Tuesday, June 27, 2006

That Which Cannot Be Imagined

This weekend I was in Amherst, Massachusetts, home of the University of Massachusetts. I had not been there for many years. I was telling my friend about what it was like going to college there in the late 60's when the Woman's Movement was just getting on its feet. My friend Barb would come over for coffee and bring with her these mimeographed or printed pamphlets by "new women" - voices like Gloria Steinem, Letty Cottin-Pogrebin, Robin Morgan, Betty Friedan, Germaine Greer.

I remember one leaflet that we went over with a fine tooth comb. We, in our early 20's, were both married, far from virginal. It was titled "The Myth of Vaginal Orgasm". We talked about it in hushed whispers. Who knew?

How gigantic was this time in history? The very substance of who we were, right down to what we thought we knew about our bodies, was up for grabs. And we knew so little.

I recall a NY Times article that began with a "Brain Teaser". A father and son are in a car accident. They are rushed to the hospital. The father dies on the way, while the son is taken to the operating room. Later, the doctor comes in and says: "I can't operate on him, because he's my son." Who is the doctor?

The "surprise" answer was, of course, that the doctor was the boy's mother. But in the early 1970's, this did not come as a natural answer, and good liberals were banging their heads against the wall for not having been able to figure it out.

It was simply impossible to imagine the right answer because our learned prejudice blocked the possibility of one. We simply did not see. I was a feminist then (as now), and you know what? I couldn't guess the answer back then. Was that funny or tragic? You tell me.

Years later I read Alice Walker's "Possessing The Secret of Joy" and heard for the first time about clitorectomies, female genital mutilation -- an imposed savagery that effects literally tens of million of women worldwide. Shortly thereafter I saw a BBC special with a reporter who went to an African village where several mothers were taking their 7 and 8 year old daughters to a hut where their genitals were about to be mutilated by an old woman with a broken bottle used as a knife. The girls looked frightened. One mother was weeping quietly.

The little girls went into the shabby hut and soon there was the sound of agonized screaming as these little baby girls were sliced open. One mother, the one who had been weeping, ran off to a bench under a tree and rocked back and forth crying, holding herself.

The reporter, bless her, was kind to the woman. Here is my memory of what happened.

Reporter: Is that your little girl?

Mother: Yes, my baby, my baby....

Reporter: (places her arm around the woman, who almost collapses into that act of kindness) Did you tell her what was going to happen?

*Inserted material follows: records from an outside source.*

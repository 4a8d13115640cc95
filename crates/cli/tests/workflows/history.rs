//! Save, history, diff and restore through the binary

use crate::common::TestStore;
use crate::trail;
use anyhow::Result;

#[test]
fn test_load_falls_back_to_template() -> Result<()> {
    let store = TestStore::new()?;

    let result = trail!(store.path(), "load", "ada", "maze").assert_success()?;
    assert_eq!(result.stdout, TestStore::TEMPLATE);

    let json = trail!(store.path(), "load", "ada", "maze", "--json")
        .assert_success()?
        .json()?;
    assert_eq!(json["code"], TestStore::TEMPLATE);
    assert!(json["version_id"].is_null());
    Ok(())
}

#[test]
fn test_save_dedup_and_checkpoint() -> Result<()> {
    let store = TestStore::new()?;

    let first = store.save("print(1)", &[])?;

    let again = trail!(store.path(), "save", "ada", "maze", "--json")
        .stdin("print(1)")
        .assert_success()?
        .json()?;
    assert_eq!(again["message"], "No changes detected");
    assert_eq!(again["version_id"], first);

    let checkpoint = store.save("print(1)", &["--checkpoint", "-m", "works"])?;
    assert!(checkpoint > first);

    let log = trail!(store.path(), "log", "ada", "maze", "--json")
        .assert_success()?
        .json()?;
    assert_eq!(log["total"], 2);
    assert_eq!(log["versions"][0]["id"], checkpoint);
    assert_eq!(log["versions"][0]["is_checkpoint"], true);
    assert_eq!(log["versions"][0]["message"], "works");
    assert_eq!(log["versions"][1]["id"], first);
    assert_eq!(log["has_more"], false);
    Ok(())
}

#[test]
fn test_save_from_file_and_show() -> Result<()> {
    let store = TestStore::new()?;
    let program = store.path().join("solution.py");
    std::fs::write(&program, "robot.left()\nrobot.forward()\n")?;
    let program = program.to_string_lossy().to_string();

    let users = trail!(store.path(), "user", "list", "--json")
        .assert_success()?
        .json()?;
    let user_id = users[0]["id"].as_u64().unwrap().to_string();

    let saved = trail!(store.path(), "save", user_id.as_str(), "maze", program.as_str(), "--json")
        .assert_success()?
        .version_id()?;

    let id = saved.to_string();
    let shown = trail!(store.path(), "show", id.as_str(), "--json")
        .assert_success()?
        .json()?;
    assert_eq!(shown["code"], "robot.left()\nrobot.forward()\n");
    assert_eq!(shown["is_checkpoint"], false);

    let text = trail!(store.path(), "show", id.as_str()).assert_success()?;
    assert!(text.contains_stdout("robot.left()"));
    assert!(text.contains_stdout("The Maze"));
    Ok(())
}

#[test]
fn test_log_pages_with_cursor() -> Result<()> {
    let store = TestStore::new()?;
    let mut ids = Vec::new();
    for i in 0..5 {
        ids.push(store.save(&format!("step({})", i), &[])?);
    }
    ids.reverse();

    let mut seen = Vec::new();
    let mut cursor: Option<String> = None;
    loop {
        let mut cmd = crate::common::cli::TrailCommand::new(store.path());
        cmd.args(&["log", "ada", "maze", "--limit", "2", "--json"]);
        if let Some(c) = &cursor {
            cmd.args(&["--cursor", c.as_str()]);
        }
        let page = cmd.assert_success()?.json()?;

        for version in page["versions"].as_array().into_iter().flatten() {
            seen.push(version["id"].as_u64().unwrap());
        }
        match page["next_cursor"].as_str() {
            Some(next) => cursor = Some(next.to_string()),
            None => break,
        }
    }

    assert_eq!(seen, ids);
    Ok(())
}

#[test]
fn test_log_rejects_garbage_cursor() -> Result<()> {
    let store = TestStore::new()?;
    store.save("x", &[])?;

    let result = trail!(store.path(), "log", "ada", "maze", "--cursor", "not-a-cursor")
        .assert_failure()?;
    assert!(result.contains_stderr("cursor"));
    Ok(())
}

#[test]
fn test_restore_then_diff() -> Result<()> {
    let store = TestStore::new()?;

    let v1 = store.save("print(1)\n", &[])?;
    let v2 = store.save("print(2)\n", &["--checkpoint", "-m", "try"])?;

    let v1_arg = v1.to_string();
    let restored = trail!(store.path(), "restore", "ada", "maze", v1_arg.as_str(), "--json")
        .assert_success()?
        .json()?;
    assert_eq!(restored["code"], "print(1)\n");
    let v3 = restored["version_id"].as_u64().unwrap();

    let loaded = trail!(store.path(), "load", "ada", "maze").assert_success()?;
    assert_eq!(loaded.stdout, "print(1)\n");

    let v3_arg = v3.to_string();
    let same = trail!(store.path(), "diff", v1_arg.as_str(), v3_arg.as_str(), "--json")
        .assert_success()?
        .json()?;
    let blocks = same["blocks"].as_array().unwrap();
    assert!(blocks.iter().all(|b| b["op"] == "equal"));

    let v2_arg = v2.to_string();
    let changed = trail!(store.path(), "diff", v1_arg.as_str(), v2_arg.as_str(), "--json")
        .assert_success()?
        .json()?;
    assert_eq!(changed["stats"]["inserted"], 1);
    assert_eq!(changed["stats"]["deleted"], 1);
    assert_eq!(changed["diff"][0], format!("--- Version {}", v1));

    let log = trail!(store.path(), "log", "ada", "maze", "--json")
        .assert_success()?
        .json()?;
    assert_eq!(log["total"], 3);
    assert_eq!(
        log["versions"][0]["message"],
        format!("Restored from version {}", v1)
    );
    Ok(())
}

#[test]
fn test_missing_version_fails() -> Result<()> {
    let store = TestStore::new()?;

    let result = trail!(store.path(), "show", "987654").assert_failure()?;
    assert!(result.contains_stderr("not found"));
    Ok(())
}

#[test]
fn test_stats_counts_saves_by_kind() -> Result<()> {
    let store = TestStore::new()?;
    trail!(store.path(), "user", "add", "grace").assert_success()?;
    trail!(store.path(), "game", "add", "loops").assert_success()?;

    store.save("a", &[])?;
    store.save("a", &[])?;
    store.save("b", &["--checkpoint"])?;
    trail!(store.path(), "save", "grace", "loops")
        .stdin("for i in range(3): pass")
        .assert_success()?;

    let stats = trail!(store.path(), "stats", "--json")
        .assert_success()?
        .json()?;
    assert_eq!(stats["total_users"], 2);
    assert_eq!(stats["total_games"], 2);
    assert_eq!(stats["total_saves"], 3);
    assert_eq!(stats["checkpoints"], 1);
    assert_eq!(stats["auto_saves"], 2);
    assert_eq!(stats["users"][0]["username"], "ada");
    assert_eq!(stats["users"][0]["saves"], 2);
    assert_eq!(stats["games"][1]["name"], "loops");
    assert_eq!(stats["games"][1]["saves"], 1);

    let text = trail!(store.path(), "stats").assert_success()?;
    assert!(text.contains_stdout("Checkpoints"));
    Ok(())
}

#[test]
fn test_history_spans_games() -> Result<()> {
    let store = TestStore::new()?;
    trail!(store.path(), "game", "add", "loops", "--display-name", "Loops").assert_success()?;

    for i in 0..7 {
        store.save(&format!("step({})", i), &[])?;
    }
    trail!(store.path(), "save", "ada", "loops", "-c", "-m", "first loop")
        .stdin("while True: break")
        .assert_success()?;

    let history = trail!(store.path(), "history", "ada", "--json")
        .assert_success()?
        .json()?;
    assert_eq!(history["username"], "ada");
    let games = history["games"].as_array().unwrap();
    assert_eq!(games.len(), 2);
    assert_eq!(games[0]["display_name"], "The Maze");
    assert_eq!(games[0]["saves"], 7);
    assert_eq!(games[0]["versions"].as_array().unwrap().len(), 5);
    assert_eq!(games[1]["checkpoints"], 1);
    assert_eq!(games[1]["versions"][0]["message"], "first loop");

    let text = trail!(store.path(), "history", "ada").assert_success()?;
    assert!(text.contains_stdout("and 2 more"));

    trail!(store.path(), "history", "nobody").assert_failure()?;
    Ok(())
}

Mother; Oh no -- I didn't. I could not. I have had this myself. I know what it would be for her. I could not tell her.

Reporter: (gently) Mother, if you knew - and you are so hurt by this pain for her -- can you help me know why you brought her here today?

Mother: (looking up at the reporter helplessly through tear-streaked eyes, as though she is stunned that the reporter has to ask) Because...because...this is what it MEANS to be a woman.

Even now I have to pause to take this in. "Because - this is what it means to be a woman."

I am haunted by the African mother who believes that pain and torment, brutality to children, denial of sexuality, that all of that is what it MEANS to be a woman. It is as much a part of how she knows she is female as her breasts or her menses. I do not know how to undo that. How to unravel the torturous knot of that soul-contorting lie.

How have we come to define who we (or anyone else) can and cannot be? I speak in this post of women, but that is only because I know its effects best as a woman myself.

This cannot be what God wants for us, cannot be what he calls us to. This is exactly what the Kingdom of God is up against -- this agonizing and consuming fog that doesn't even let us imagine a future that differs from the one we have --a savagery that cuts off hope, dreams, that eats souls.

3 Comments:

Blogger Jayne said...

No, I can't even imagine it Mata, can't even. By the time I was a school age kid, we were at least pretending that women were equal, yet we all knew in many ways, it was just given lip service. Just like all our glbt brothers and sisters are facing now. Maybe one day....

6:44 AM  
Blogger Ginger said...

Wow. An extremely powerful post. Thanks.

(By the way, my mom has been a doctor my entire life and I didn't figure out the riddle either. Now how do we explain that?)

9:32 AM  
Blogger Mata H said...

Ginger -- it is amazing, no? How deeply our pre-conceptions are burned in.